PENGERTIAN DAN KARAKTERISTIK EKSISTENSIALISME
Eksistensialisme adalah suatu
filsafat yang menolak pemutlakan akal budi dan menolak pemikiran-pemikiran
abstrak murni. Eksistensialisme berupaya untuk memahami manusia yang berada di
dalam dunia, yakni manusia yang berada pada situasi yang khusus dan unik.

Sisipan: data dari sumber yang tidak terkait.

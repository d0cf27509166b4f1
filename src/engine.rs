//! # Write Engine
//!
//! The front door of the crate: producers push typed events, the engine
//! accumulates them into per-stream batches and dispatches ready batches to
//! a pool of connection workers, one dedicated thread per physical
//! connection.
//!
//! ```text
//! ┌──────────────────────────────────────────────────────────────────────┐
//! │                            WriteEngine                               │
//! │                                                                      │
//! │  push(Event) ──► stream registry                                     │
//! │                  ┌───────────────────────────────┐                   │
//! │                  │ "metrics"   BatchedStatement  │  ready? ──┐       │
//! │                  │ "logs"      MultiInsertBuilder│           │       │
//! │                  │ ...         + FlushPolicy     │           │       │
//! │                  └───────────────────────────────┘           │       │
//! │                                                              ▼       │
//! │                  ConflictManager::route ──► connection, commit_first │
//! │                                                              │       │
//! │   ┌──────────────────────────┬───────────────────────────────┘       │
//! │   ▼                          ▼                                       │
//! │  worker 0                   worker 1          (thread per conn)      │
//! │  mpsc queue ──► executor    mpsc queue ──► executor                  │
//! │  [Commit][ExecuteBulk]...   [ExecuteText]...                         │
//! └──────────────────────────────────────────────────────────────────────┘
//! ```
//!
//! ## Ordering
//!
//! Each worker drains its queue in FIFO order on one thread, so ordering on
//! a connection is exactly enqueue order. The commit-before-write rule of
//! the conflict manager is enforced by queueing the commit task ahead of
//! the write on the same channel. Pending-mask updates and the enqueues
//! they justify happen under the stream registry lock, group commits
//! included, so mask state and queue order can never diverge.
//!
//! ## Commit points
//!
//! Batches execute inside each connection's open transaction. The
//! transaction commits when the conflict manager demands a commit-first
//! hand-off, at every background poll tick (group commit across streams),
//! and at [`WriteEngine::drain`].
//!
//! ## Failure
//!
//! Flush dispatch is fire-and-forget: a failed batch is logged with its
//! statement, category and row range, recorded for
//! [`WriteEngine::take_flush_errors`], and dropped. Every emitted statement
//! is expected to be an idempotent upsert, so retry policy belongs to the
//! caller.

use std::collections::hash_map::Entry;
use std::collections::HashMap;
use std::path::Path;
use std::sync::atomic::{AtomicBool, AtomicU32, AtomicUsize, Ordering};
use std::sync::Arc;
use std::thread::JoinHandle;
use std::time::{Duration, Instant};

use futures::future::join_all;
use parking_lot::Mutex;
use tokio::sync::mpsc::{self, UnboundedReceiver, UnboundedSender};
use tokio::sync::oneshot;
use tracing::{debug, error, info, warn};

use crate::builder::MultiInsertBuilder;
use crate::conflict::{Action, ActionMask, ConflictManager};
use crate::config::{EngineConfig, StreamConfig};
use crate::container::RowContainer;
use crate::error::{Error, Result};
use crate::executor::{StatementExecutor, StatementId};
use crate::cache::{IndexInfo, IndexKey, MetricInfo, MetricKey, ResolutionCaches, SeverityKey, TagKey};
use crate::scheduler::FlushPolicy;
use crate::statement::{BatchedStatement, BindMapping};
use crate::value::{Event, StreamName, Value};

// =============================================================================
// Worker Tasks
// =============================================================================

/// One unit of work on a connection worker's queue.
enum WorkerTask {
    /// Compile a statement template under an engine-assigned id.
    Prepare {
        id: StatementId,
        template: String,
        reply: oneshot::Sender<Result<()>>,
    },
    /// Execute a prepared statement once per container row.
    ExecuteBulk {
        id: StatementId,
        category: ActionMask,
        rows: RowContainer,
    },
    /// Execute one rendered multi-insert statement.
    ExecuteText { stream: StreamName, sql: String },
    /// Commit the connection's open transaction.
    Commit {
        reply: Option<oneshot::Sender<Result<()>>>,
    },
    /// Stop the worker loop.
    Shutdown,
}

/// Sender side of one connection worker, plus its queued-task gauge.
struct Worker {
    tx: UnboundedSender<WorkerTask>,
    gauge: Arc<AtomicUsize>,
}

// =============================================================================
// Stream State
// =============================================================================

/// The accumulation vehicle of one registered stream.
enum Sink {
    /// True bulk binding: rows in a columnar container, executed via a
    /// prepared statement.
    Statement(BatchedStatement),
    /// Textual fallback: rows rendered into tuple literals, packed under a
    /// byte ceiling at flush time.
    MultiInsert {
        builder: MultiInsertBuilder,
        param_count: usize,
        mapping: Option<BindMapping>,
    },
}

struct StreamState {
    sink: Sink,
    policy: FlushPolicy,
    action: Action,
    /// When the oldest pending row arrived. `None` while empty.
    first_row_at: Option<Instant>,
    /// Instance id of the first pinned event in the pending batch, used to
    /// route the whole batch.
    pending_instance: Option<u32>,
}

impl StreamState {
    fn pending_rows(&self) -> usize {
        match &self.sink {
            Sink::Statement(stmt) => stmt.row_count(),
            Sink::MultiInsert { builder, .. } => builder.row_count(),
        }
    }
}

// =============================================================================
// Snapshots
// =============================================================================

/// Point-in-time view of one registered stream.
#[derive(Debug, Clone)]
pub struct StreamSnapshot {
    pub stream: StreamName,
    /// Rows accumulated since the last flush.
    pub pending_rows: usize,
    /// Time left until the deadline flush.
    pub until_deadline: Duration,
    /// Age of the oldest pending row, if any.
    pub oldest_age: Option<Duration>,
}

/// Point-in-time view of one connection.
#[derive(Debug, Clone)]
pub struct ConnectionSnapshot {
    pub connection: usize,
    /// Uncommitted categories on this connection.
    pub pending: ActionMask,
    /// Tasks queued but not yet completed by the worker.
    pub queued_tasks: usize,
}

/// Observability snapshot of the whole engine.
#[derive(Debug, Clone)]
pub struct EngineSnapshot {
    pub streams: Vec<StreamSnapshot>,
    pub connections: Vec<ConnectionSnapshot>,
}

// =============================================================================
// Shared Core
// =============================================================================

/// State shared between the engine facade, the poll thread and (via
/// gauges/error sink) the workers.
struct Shared {
    streams: Mutex<HashMap<StreamName, StreamState>>,
    conflicts: ConflictManager,
    caches: ResolutionCaches,
    workers: Vec<Worker>,
    next_statement: AtomicU32,
    draining: AtomicBool,
    /// Errors recorded by fire-and-forget worker tasks. Same allocation
    /// the workers write into.
    flush_errors: Arc<Mutex<Vec<Error>>>,
}

impl Shared {
    /// Queues one task on a connection, bumping its gauge. A dead worker is
    /// logged; the task is lost (the process is tearing down).
    fn enqueue(&self, conn: usize, task: WorkerTask) {
        let worker = &self.workers[conn];
        worker.gauge.fetch_add(1, Ordering::Relaxed);
        if worker.tx.send(task).is_err() {
            worker.gauge.fetch_sub(1, Ordering::Relaxed);
            error!(connection = conn, "worker is gone, task dropped");
        }
    }

    /// Dispatches a stream's pending batch to its connection. No-op when
    /// the stream is empty.
    ///
    /// Callers hold the stream registry lock; that is what makes the mask
    /// update and the enqueue atomic against a concurrent group commit.
    fn flush_stream(&self, name: &StreamName, state: &mut StreamState) {
        let rows = state.pending_rows();
        if rows == 0 {
            return;
        }
        let instance = state.pending_instance;

        match &mut state.sink {
            Sink::Statement(stmt) => {
                let route = self.conflicts.route(state.action, instance);
                if route.commit_first {
                    self.enqueue(route.connection, WorkerTask::Commit { reply: None });
                }
                if let Some(bind) = stmt.take_bind() {
                    debug!(
                        stream = %name,
                        statement = %stmt.id(),
                        rows,
                        connection = route.connection,
                        commit_first = route.commit_first,
                        "flushing bulk batch"
                    );
                    self.enqueue(
                        route.connection,
                        WorkerTask::ExecuteBulk {
                            id: stmt.id(),
                            category: state.action.mask(),
                            rows: bind,
                        },
                    );
                }
            }
            Sink::MultiInsert { builder, .. } => {
                // Text statements have no prepared handle; they pin to a
                // connection by stream name so one stream stays ordered.
                let conn = self.conflicts.choose_connection_by_name(name.as_str());
                if self.conflicts.acquire(conn, state.action) {
                    self.enqueue(conn, WorkerTask::Commit { reply: None });
                }
                let statements = builder.take_statements();
                debug!(
                    stream = %name,
                    rows,
                    statements = statements.len(),
                    connection = conn,
                    "flushing multi-insert batch"
                );
                for sql in statements {
                    self.enqueue(
                        conn,
                        WorkerTask::ExecuteText {
                            stream: name.clone(),
                            sql,
                        },
                    );
                }
            }
        }

        state.policy.reset_deadline();
        state.first_row_at = None;
        state.pending_instance = None;
    }

    /// One pass of the background timer: flush every stream whose policy is
    /// ready, then group-commit the connections that took writes.
    fn poll_once(&self) {
        let mut streams = self.streams.lock();
        for (name, state) in streams.iter_mut() {
            if state.policy.ready(state.pending_rows()) {
                self.flush_stream(name, state);
            }
        }
        drop(streams);
        self.commit_dirty(None);
    }

    /// Commits every connection with uncommitted categories. When `replies`
    /// is given, the commits carry reply channels and the receivers are
    /// pushed there along with their connection index.
    fn commit_dirty(&self, mut replies: Option<&mut Vec<(usize, oneshot::Receiver<Result<()>>)>>) {
        // The registry lock serializes this sweep against flush_stream,
        // whose callers all hold it: without it a flush could mark a
        // category pending between finish_all and the commit enqueue, and
        // its write would land after a commit its mask no longer reflects.
        let _streams = self.streams.lock();
        for conn in self.conflicts.finish_all() {
            let reply = match replies.as_deref_mut() {
                Some(out) => {
                    let (tx, rx) = oneshot::channel();
                    out.push((conn, rx));
                    Some(tx)
                }
                None => None,
            };
            self.enqueue(conn, WorkerTask::Commit { reply });
        }
    }
}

Beberapa pendapat tentang eksistensialisme ialah sebagai berikut:
1.
Eksistensialisme
berasal dari kata eksistensi dari kata dasar exist. Kata exist
itu sendiri adalah bahasa Latin yang artinya: ex; keluar dan sistare;
berdiri. Jadi eksistensi adalah berdiri dengan keluar dari diri sendiri.[2]
2.
Eksistensi
mengandung pengertian ruang dan waktu, eksistensi merupakan keadaan tertentu
yang lebih khusus dari sesuatu, dalam arti bahwa apa pun juga yang
bereksistensi tentu nyata ada tetapi tidak sebaliknya.[3]
3.
Yang
dimaksud dengan eksistensi ialah cara orang berada di dunia.[4]
4.
Menurut
Jean Hendrik Repper yang dikutip Blackham mengatakan bahwa eksistensialisme
adalah suatu filsafat keberadaan, suatu filsafat pembenaran dan penerimaan dan
suatu penolakan terhadap usaha rasionalisasi pemikiran yang abstrak tentang
kebenaran.[5]
Dari beberapa perbedaan pandangan
tersebut di atas tentang definisi eksistensialisme maka hal ini dapat dikatakan
bahwa eksistensialisme adalah filsafat yang mempunyai arti dalam segala
(gejala) yang berdasar dan berpangkal pada eksistensinya. Pada umumnya kata
“eksistensi” berarti keberadaan, akan tetapi dalam filsafat eksistensialisme
ungkapan eksistensi mempunyai arti yang khusus.[6]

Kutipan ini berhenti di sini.